Hello folx. I’m back. For those who missed me, it’s good to be back. I missed all y’all.
For those who had hoped I wouldn’t return, I’m not sorry I’ve disappointed you. I’m not keeping you captive here, so if you dislike my little corner of the interwebs, you can mosey along.
For those who don’t know me, welcome to a peek inside my warped mind.
Abandon hope all ye who enter here.
It’s been a minute, hasn’t it? A lot has happened, and I’m older for having experienced it. Not yet sure if I’m wiser or just less tactful now than I was before.
For those who actually know me IRL and know that “tact” and “Ruth” aren’t often found near one another, well…
This is your cue to check your seatbelts.
In glancing back, I see I haven’t dropped in since June 2021. A lot has occurred since then. Some of it was good. My spouse and I also faced a lot of loss and some hard times. We have some new adventures brewing, and time will tell how it all works out.
I may, at some point, circle back to some of the hardships and loss. Not yet sure if I’m ready to share a lot of that publicly. First, it feels a bit like fishing for sympathy, and that doesn’t sit well with me.
After all, a LOT of people have dealt with hardships, even before the pandemic. And, the pandemic added entirely new levels of fuckery to the mix.
With most of us still grappling with understanding the post-pandemic changes and figuring out what the “new normal” is (as if there really IS such an animal), I’d rather not add anything here that makes another person’s burden harder.
But, I will say a few things about how the pandemic has changed people. And, y’all, I am saying this with as much love, empathy, and genuine concern for my readers as I can.
Some of y’all have either ingested far too many substances or you’ve gone completely fucking feral.
But damn, folx, rein in the nasty treatment of people around you by at least 5%, would you please?

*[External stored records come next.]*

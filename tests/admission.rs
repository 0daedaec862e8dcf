mod common;

use std::sync::Arc;

use uuid::Uuid;

use common::{make_event, request, setup, spec};
use doorpass_server::auth::{AdmissionControl, CallerId, EventScope};
use doorpass_server::store::{EventDirectory, TicketStore};
use doorpass_server::utils::error::AppError;

fn admission(ctx: &common::TestContext) -> AdmissionControl {
    AdmissionControl::new(
        Arc::clone(&ctx.directory) as Arc<dyn EventDirectory>,
        Arc::clone(&ctx.store) as Arc<dyn TicketStore>,
    )
}

#[tokio::test]
async fn test_host_and_validator_permitted_stranger_denied() {
    let ctx = setup();
    let host = Uuid::new_v4();
    let validator = Uuid::new_v4();
    let event = make_event(host, vec![validator]);
    ctx.directory.insert(event.clone());

    let admission = admission(&ctx);

    let as_host = admission
        .authorize(CallerId(host), EventScope::Event(event.id))
        .await
        .unwrap();
    assert_eq!(as_host.id, event.id);

    admission
        .authorize(CallerId(validator), EventScope::Event(event.id))
        .await
        .unwrap();

    let err = admission
        .authorize(CallerId(Uuid::new_v4()), EventScope::Event(event.id))
        .await
        .unwrap_err();
    assert!(matches!(err, AppError::Forbidden(_)));
}

#[tokio::test]
async fn test_event_resolved_through_ticket_and_code() {
    let ctx = setup();
    let ticket = ctx
        .service
        .issue(ctx.event.id, request(vec![spec("a@x.com")]))
        .await
        .unwrap()
        .remove(0);

    let admission = admission(&ctx);
    let host = CallerId(ctx.event.host_id);

    let via_ticket = admission
        .authorize(host, EventScope::Ticket(ticket.id))
        .await
        .unwrap();
    assert_eq!(via_ticket.id, ctx.event.id);

    let via_code = admission
        .authorize(host, EventScope::Code(ticket.code.clone()))
        .await
        .unwrap();
    assert_eq!(via_code.id, ctx.event.id);
}

#[tokio::test]
async fn test_unresolvable_scope_is_denied_not_passed_through() {
    let ctx = setup();
    let admission = admission(&ctx);
    let host = CallerId(ctx.event.host_id);

    let err = admission
        .authorize(host, EventScope::Code("TKT-unknown".to_string()))
        .await
        .unwrap_err();
    assert!(matches!(err, AppError::Forbidden(_)));

    let err = admission
        .authorize(host, EventScope::Ticket(Uuid::new_v4()))
        .await
        .unwrap_err();
    assert!(matches!(err, AppError::Forbidden(_)));
}

#[tokio::test]
async fn test_unknown_event_is_not_found() {
    let ctx = setup();
    let admission = admission(&ctx);
    let err = admission
        .authorize(CallerId(Uuid::new_v4()), EventScope::Event(Uuid::new_v4()))
        .await
        .unwrap_err();
    assert!(matches!(err, AppError::NotFound(_)));
}
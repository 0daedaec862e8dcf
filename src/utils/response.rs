use axum::http::StatusCode;
use axum::response::{IntoResponse, Response};
use axum::Json;
use serde::Serialize;
use serde_json::Value;

#[derive(Serialize)]
pub struct ApiResponse<T>
where
    T: Serialize,
{
    pub success: bool,
    pub data: Option<T>,
    pub message: Option<String>,
}

#[derive(Serialize)]
pub struct ApiErrorBody {
    pub code: String,
    pub message: String,
    pub details: Option<Value>,
}

#[derive(Serialize)]
pub struct ApiErrorResponse {
    pub success: bool,
    pub error: ApiErrorBody,
}

pub fn success<T>(data: T, message: impl Into<String>) -> impl IntoResponse
where
    T: Serialize,
{
    with_status(StatusCode::OK, data, message)
}

/// 201 variant used by issuance, which creates records.
pub fn created<T>(data: T, message: impl Into<String>) -> impl IntoResponse
where
    T: Serialize,
{
    with_status(StatusCode::CREATED, data, message)
}

pub fn empty_success(message: impl Into<String>) -> impl IntoResponse {
    let body: ApiResponse<()> = ApiResponse {
        success: true,
        data: None,
        message: Some(message.into()),
    };
    (StatusCode::OK, Json(body))
}

fn with_status<T>(status: StatusCode, data: T, message: impl Into<String>) -> Response
where
    T: Serialize,
{
    let body = ApiResponse {
        success: true,
        data: Some(data),
        message: Some(message.into()),
    };
    (status, Json(body)).into_response()
}

pub fn error(
    code: &str,
    message: impl Into<String>,
    details: Option<Value>,
    status: StatusCode,
) -> Response {
    let body = ApiErrorResponse {
        success: false,
        error: ApiErrorBody {
            code: code.to_string(),
            message: message.into(),
            details,
        },
    };

    (status, Json(body)).into_response()
}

Look, I work tech support for a small software company. And, I absolutely get it. When my computer starts acting strangely or I suddenly lose a bunch of my files and my writing and can’t figure out why, I absolutely flip my shit. At first.
Anyone would, and I understand that.
But, once I’ve connected with a customer-service person who is actively trying to help me fix what’s wrong, I really hope I can rein in my stress, frustration, and anxiousness enough to be polite with the person trying to help me.
At my job, all of our interactions are written, and I know that tone can be hard to convey on a screen.
But JFC, some folx seem to get even MORE anxious, frustrated, and nasty once I’ve actually started the troubleshooting process with them.
Fun fact: Getting pissy with the person who is trying to help you does NOT make that person work harder. If that person is anything like me, it’s taking all of their energy not to tell you where to shove your laptop.
And, hey, I’m a writer. Not only can I think of really c r e a t i v e places where you can stick that laptop. But, I ALSO can find a great many words to explain EXACTLY how to put it there.
Please folx, be kind. And if you can’t be kind, then please be mature enough to walk away and scream into a pillow.
I’ll be back soon. Heed this warning.